• [PROBLEM REQUIREMENTS]
Among the entries below, extract exactly the lines that run from the one with "CREATE TABLE IF NOT EXISTS kv" through the one with "lives here: the", both ends included.

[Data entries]
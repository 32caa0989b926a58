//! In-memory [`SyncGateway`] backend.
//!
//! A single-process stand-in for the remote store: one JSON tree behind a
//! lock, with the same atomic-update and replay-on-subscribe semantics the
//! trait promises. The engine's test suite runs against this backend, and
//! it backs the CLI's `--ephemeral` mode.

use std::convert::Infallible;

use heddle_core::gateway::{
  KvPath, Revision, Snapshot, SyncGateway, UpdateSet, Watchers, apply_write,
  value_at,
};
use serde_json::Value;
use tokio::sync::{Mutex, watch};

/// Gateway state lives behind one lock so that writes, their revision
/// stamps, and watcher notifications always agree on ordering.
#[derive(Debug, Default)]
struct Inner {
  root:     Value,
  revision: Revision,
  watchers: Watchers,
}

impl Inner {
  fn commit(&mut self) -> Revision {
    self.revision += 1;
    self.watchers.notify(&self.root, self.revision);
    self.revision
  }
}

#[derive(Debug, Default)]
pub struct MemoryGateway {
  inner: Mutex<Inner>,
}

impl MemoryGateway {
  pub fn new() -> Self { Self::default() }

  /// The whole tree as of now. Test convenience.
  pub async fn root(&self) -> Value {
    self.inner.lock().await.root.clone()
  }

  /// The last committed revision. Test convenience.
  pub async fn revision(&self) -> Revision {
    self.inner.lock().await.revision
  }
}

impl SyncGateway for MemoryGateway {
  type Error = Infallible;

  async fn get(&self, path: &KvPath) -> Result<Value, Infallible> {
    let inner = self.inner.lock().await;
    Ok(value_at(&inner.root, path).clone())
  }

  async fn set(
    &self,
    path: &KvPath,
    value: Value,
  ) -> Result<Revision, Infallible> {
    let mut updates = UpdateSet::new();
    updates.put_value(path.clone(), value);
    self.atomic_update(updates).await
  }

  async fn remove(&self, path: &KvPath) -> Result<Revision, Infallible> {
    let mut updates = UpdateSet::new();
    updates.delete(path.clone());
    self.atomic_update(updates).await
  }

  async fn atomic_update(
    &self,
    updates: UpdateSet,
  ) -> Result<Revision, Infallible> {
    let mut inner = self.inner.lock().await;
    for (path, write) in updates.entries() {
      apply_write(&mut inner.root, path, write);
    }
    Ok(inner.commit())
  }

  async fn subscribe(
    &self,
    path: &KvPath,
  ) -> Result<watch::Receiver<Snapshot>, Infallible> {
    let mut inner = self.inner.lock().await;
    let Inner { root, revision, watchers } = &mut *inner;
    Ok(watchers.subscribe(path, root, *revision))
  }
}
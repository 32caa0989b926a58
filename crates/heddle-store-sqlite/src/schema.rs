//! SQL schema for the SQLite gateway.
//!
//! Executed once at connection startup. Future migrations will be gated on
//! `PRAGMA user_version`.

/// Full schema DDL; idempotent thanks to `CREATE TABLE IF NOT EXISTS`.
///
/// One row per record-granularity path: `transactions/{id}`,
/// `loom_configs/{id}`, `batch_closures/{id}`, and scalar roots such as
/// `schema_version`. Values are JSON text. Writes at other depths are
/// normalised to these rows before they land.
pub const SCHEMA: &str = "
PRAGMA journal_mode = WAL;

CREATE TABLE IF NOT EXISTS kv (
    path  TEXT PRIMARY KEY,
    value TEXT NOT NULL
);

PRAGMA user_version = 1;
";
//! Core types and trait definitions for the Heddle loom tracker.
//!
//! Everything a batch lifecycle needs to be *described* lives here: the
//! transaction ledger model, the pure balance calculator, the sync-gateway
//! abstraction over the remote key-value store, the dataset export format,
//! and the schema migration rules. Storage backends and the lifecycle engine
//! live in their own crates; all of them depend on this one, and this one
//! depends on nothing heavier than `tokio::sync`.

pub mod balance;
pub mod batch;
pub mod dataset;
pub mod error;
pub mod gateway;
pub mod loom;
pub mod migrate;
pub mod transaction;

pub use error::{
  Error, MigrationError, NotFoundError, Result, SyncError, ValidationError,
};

• [YOUR SOLUTION]
CREATE TABLE IF NOT EXISTS kv (
    path  TEXT PRIMARY KEY,
    value TEXT NOT NULL
);

PRAGMA user_version = 1;
";
//! Core types and trait definitions for the Heddle loom tracker.
//!
//! Everything a batch lifecycle needs to be *described* lives here: the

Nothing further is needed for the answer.